Look for the word "Facebook" in the entries below, then copy every line that has it.

[Start of Attachment]

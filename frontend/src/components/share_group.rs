//! Horizontal group of share buttons.

use leptos::*;

use crate::config::HORIZONTAL_GROUP_CLASS;
use crate::{ShareButton, SharePlatform, ShareProps};

/// Platforms of the horizontal group, in render order.
pub const HORIZONTAL_ORDER: [SharePlatform; 3] = [
    SharePlatform::Twitter,
    SharePlatform::Facebook,
    SharePlatform::Reddit,
];

/// Children of a horizontal group, each holding a copy of `props`.
pub fn horizontal_buttons(props: &ShareProps) -> [ShareButton; 3] {
    HORIZONTAL_ORDER.map(|platform| ShareButton {
        platform,
        props: props.clone(),
    })
}

/// Twitter, Facebook and Reddit share buttons laid out in a row.
///
/// Inputs are forwarded as-is, absent ones included:
/// `<ShareButtonsHorizontal url=Some(url) tags=Some(tags)/>`.
#[component]
pub fn ShareButtonsHorizontal(
    /// Page to share
    #[prop(optional_no_strip)]
    url: Option<String>,
    /// Display text
    #[prop(optional_no_strip)]
    text: Option<String>,
    /// Ordered tags
    #[prop(optional_no_strip)]
    tags: Option<Vec<String>>,
) -> impl IntoView {
    let share_props = ShareProps { url, text, tags };

    view! {
        <div class=HORIZONTAL_GROUP_CLASS>
            {horizontal_buttons(&share_props).into_iter().collect_view()}
        </div>
    }
}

[End of Attachment]

### YOUR SOLUTION
    SharePlatform::Facebook,
/// Twitter, Facebook and Reddit share buttons laid out in a row.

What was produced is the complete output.